# [WHAT YOU WILL DO]
Across the listing below, how many lines contain "CannotWriteBoolean"? Answer with the number and nothing else.

# [DATA TO USE]
//! Unified error types for the SNL back end.
//!
//! This module provides a consistent error type hierarchy for every phase
//! the back end runs: semantic analysis, code generation and execution on
//! the TM simulator.
//!
//! ## Error Hierarchy
//!
//! ```text
//! SnlError (top-level wrapper)
//! ├── CompileError
//! │   ├── SemanticError  - user diagnostics, fatal at the first one
//! │   └── InternalError  - invariant violations inside the compiler
//! └── RuntimeError       - TM simulator faults
//! ```
//!
//! ## Usage
//!
//! ```ignore
//! use snl_core::SnlError;
//!
//! fn compile_and_run(program: &Program<'_>) -> Result<Vec<i64>, SnlError> {
//!     let tm = compile(program, &CompileOptions::default())?; // CompileError -> SnlError
//!     let output = Machine::new(&tm).run()?;                  // RuntimeError -> SnlError
//!     Ok(output)
//! }
//! ```

use thiserror::Error;

use crate::Span;

// ============================================================================
// Semantic Errors
// ============================================================================

/// Errors reported by semantic analysis.
///
/// Analysis stops at the first error; there is no recovery and no
/// multi-error reporting.
#[derive(Debug, Clone, PartialEq, Eq, Error)]
pub enum SemanticError {
    /// A name was declared twice in the same scope.
    #[error("at {span}: duplicate identifier '{name}'")]
    DuplicateIdentifier {
        /// The redeclared name.
        name: String,
        /// Where the second declaration occurred.
        span: Span,
    },

    /// A name is not declared in any enclosing scope.
    #[error("at {span}: undefined identifier '{name}'")]
    UndefinedIdentifier {
        /// The unresolved name.
        name: String,
        /// Where the name was referenced.
        span: Span,
    },

    /// A type position names something that is not a type.
    #[error("at {span}: '{name}' is not a type")]
    NotAType { name: String, span: Span },

    /// A variable position names something that is not a variable.
    #[error("at {span}: '{name}' is not a variable")]
    NotAVariable { name: String, span: Span },

    /// A call names something that is not a procedure.
    #[error("at {span}: '{name}' is not a procedure")]
    NotAProcedure { name: String, span: Span },

    /// An indexed variable is not of array type.
    #[error("at {span}: '{name}' is not an array")]
    NotAnArray { name: String, span: Span },

    /// A field access on a variable that is not of record type.
    #[error("at {span}: '{name}' is not a record")]
    NotARecord { name: String, span: Span },

    /// A field access names a field the record does not have.
    #[error("at {span}: record '{record}' has no field '{field}'")]
    InvalidFieldName {
        /// The record variable.
        record: String,
        /// The missing field.
        field: String,
        /// Where the access occurred.
        span: Span,
    },

    /// An array type whose lower bound exceeds its upper bound.
    #[error("at {span}: invalid array bounds [{low}..{high}]")]
    InvalidArrayBounds { low: i64, high: i64, span: Span },

    /// A type or frame whose size in words does not fit the address space.
    #[error("at {span}: storage exceeds the addressable range")]
    StorageOverflow { span: Span },

    /// Operand, index or assignment types are not compatible.
    #[error("at {span}: incompatible types")]
    IncompatibleTypes { span: Span },

    /// An `if` or `while` condition is not boolean.
    #[error("at {span}: {statement} condition must be boolean")]
    ConditionNotBoolean {
        /// `"if"` or `"while"`.
        statement: &'static str,
        span: Span,
    },

    /// A `write` of a boolean expression.
    #[error("at {span}: cannot write a boolean expression")]
    CannotWriteBoolean { span: Span },

    /// A `return` in the main program body.
    #[error("at {span}: cannot return from the main program")]
    ReturnFromMain { span: Span },

    /// A call supplies fewer arguments than the procedure declares.
    #[error("at {span}: too few arguments to '{procedure}': expected {expected}, found {found}")]
    TooFewArguments {
        procedure: String,
        expected: usize,
        found: usize,
        span: Span,
    },

    /// A call supplies more arguments than the procedure declares.
    #[error("at {span}: too many arguments to '{procedure}': expected {expected}, found {found}")]
    TooManyArguments {
        procedure: String,
        expected: usize,
        found: usize,
        span: Span,
    },

    /// An argument's type does not match its formal parameter.
    #[error("at {span}: incompatible type for parameter '{parameter}' of '{procedure}'")]
    IncompatibleParameterType {
        procedure: String,
        parameter: String,
        span: Span,
    },
}

impl SemanticError {
    /// Get the span where this error occurred.
    pub fn span(&self) -> Span {
        match self {
            SemanticError::DuplicateIdentifier { span, .. } => *span,
            SemanticError::UndefinedIdentifier { span, .. } => *span,
            SemanticError::NotAType { span, .. } => *span,
            SemanticError::NotAVariable { span, .. } => *span,
            SemanticError::NotAProcedure { span, .. } => *span,
            SemanticError::NotAnArray { span, .. } => *span,
            SemanticError::NotARecord { span, .. } => *span,
            SemanticError::InvalidFieldName { span, .. } => *span,
            SemanticError::InvalidArrayBounds { span, .. } => *span,
            SemanticError::StorageOverflow { span } => *span,
            SemanticError::IncompatibleTypes { span } => *span,
            SemanticError::ConditionNotBoolean { span, .. } => *span,
            SemanticError::CannotWriteBoolean { span } => *span,
            SemanticError::ReturnFromMain { span } => *span,
            SemanticError::TooFewArguments { span, .. } => *span,
            SemanticError::TooManyArguments { span, .. } => *span,
            SemanticError::IncompatibleParameterType { span, .. } => *span,
        }
    }

    /// The offending source line.
    pub fn line(&self) -> u32 {
        self.span().line
    }
}

// ============================================================================
// Internal Errors
// ============================================================================

/// Invariant violations inside the compiler.
///
/// These signal a defect in the back end (or a tree the parser should never
/// have produced), never a problem in the user's program. Compilation aborts
/// and no partial program is returned.
#[derive(Debug, Clone, PartialEq, Eq, Error)]
pub enum InternalError {
    /// A backpatch targeted an address that was never reserved.
    #[error("internal: patch address {address} is beyond the frontier {frontier}")]
    PatchOutOfRange { address: usize, frontier: usize },

    /// A reserved instruction slot was never backpatched.
    #[error("internal: reserved slot {address} was never filled")]
    UnfilledSlot { address: usize },

    /// The analyzer left no annotation on a node the generator needs.
    #[error("internal: node {node} has no {what} annotation")]
    MissingAnnotation {
        /// Raw node identifier.
        node: u32,
        /// Which annotation was expected.
        what: &'static str,
    },

    /// An annotation points at a symbol of the wrong kind.
    #[error("internal: symbol '{name}' is not a {expected}")]
    UnexpectedSymbol {
        name: String,
        expected: &'static str,
    },

    /// The tree does not have the shape the parser guarantees.
    #[error("internal: malformed tree at {span}: {message}")]
    MalformedTree { message: String, span: Span },

    /// The temporary area was not empty at a statement boundary.
    #[error("internal: temporary area unbalanced at {span} (offset {offset})")]
    UnbalancedTemporaries { offset: i64, span: Span },
}

// ============================================================================
// Compile Errors
// ============================================================================

/// Errors returned by the compiler pipeline.
#[derive(Debug, Clone, PartialEq, Eq, Error)]
pub enum CompileError {
    /// A semantic error in the program.
    #[error(transparent)]
    Semantic(#[from] SemanticError),

    /// A compiler defect.
    #[error(transparent)]
    Internal(#[from] InternalError),
}

impl CompileError {
    /// Check if this is a semantic error.
    pub fn is_semantic(&self) -> bool {
        matches!(self, CompileError::Semantic(_))
    }

    /// Check if this is an internal error.
    pub fn is_internal(&self) -> bool {
        matches!(self, CompileError::Internal(_))
    }

    /// The semantic error, if this is one.
    pub fn as_semantic(&self) -> Option<&SemanticError> {
        match self {
            CompileError::Semantic(err) => Some(err),
            CompileError::Internal(_) => None,
        }
    }
}

// ============================================================================
// Runtime Errors
// ============================================================================

/// Faults raised by the TM simulator.
#[derive(Debug, Clone, PartialEq, Eq, Error)]
pub enum RuntimeError {
    /// The program counter left the instruction memory.
    #[error("instruction fetch out of range at pc {pc}")]
    InstructionOutOfRange { pc: i64 },

    /// An opcode stored in the wrong instruction form.
    #[error("illegal instruction at pc {pc}")]
    IllegalInstruction { pc: usize },

    /// A load or store outside the data memory.
    #[error("data address {address} out of range (pc {pc})")]
    DataOutOfRange { address: i64, pc: usize },

    /// Division by zero.
    #[error("division by zero (pc {pc})")]
    DivisionByZero { pc: usize },

    /// `IN` executed with no input left.
    #[error("input exhausted (pc {pc})")]
    InputExhausted { pc: usize },

    /// The program did not halt within the configured number of steps.
    #[error("step limit of {limit} exceeded")]
    StepLimitExceeded { limit: u64 },
}

// ============================================================================
// Unified Error Type
// ============================================================================

/// The unified error type for the whole pipeline.
///
/// Each variant uses `#[from]` to enable automatic conversion with the `?` operator.
#[derive(Debug, Clone, PartialEq, Eq, Error)]
pub enum SnlError {
    /// A compilation error.
    #[error(transparent)]
    Compile(#[from] CompileError),

    /// A runtime error.
    #[error(transparent)]
    Runtime(#[from] RuntimeError),
}

impl From<SemanticError> for SnlError {
    fn from(err: SemanticError) -> Self {
        SnlError::Compile(err.into())
    }
}

impl From<InternalError> for SnlError {
    fn from(err: InternalError) -> Self {
        SnlError::Compile(err.into())
    }
}

impl SnlError {
    /// Check if this is a compilation error.
    pub fn is_compile(&self) -> bool {
        matches!(self, SnlError::Compile(_))
    }

    /// Check if this is a runtime error.
    pub fn is_runtime(&self) -> bool {
        matches!(self, SnlError::Runtime(_))
    }
}

// ============================================================================
// Tests
// ============================================================================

# [RESULT FOR THIS EXERCISE]
2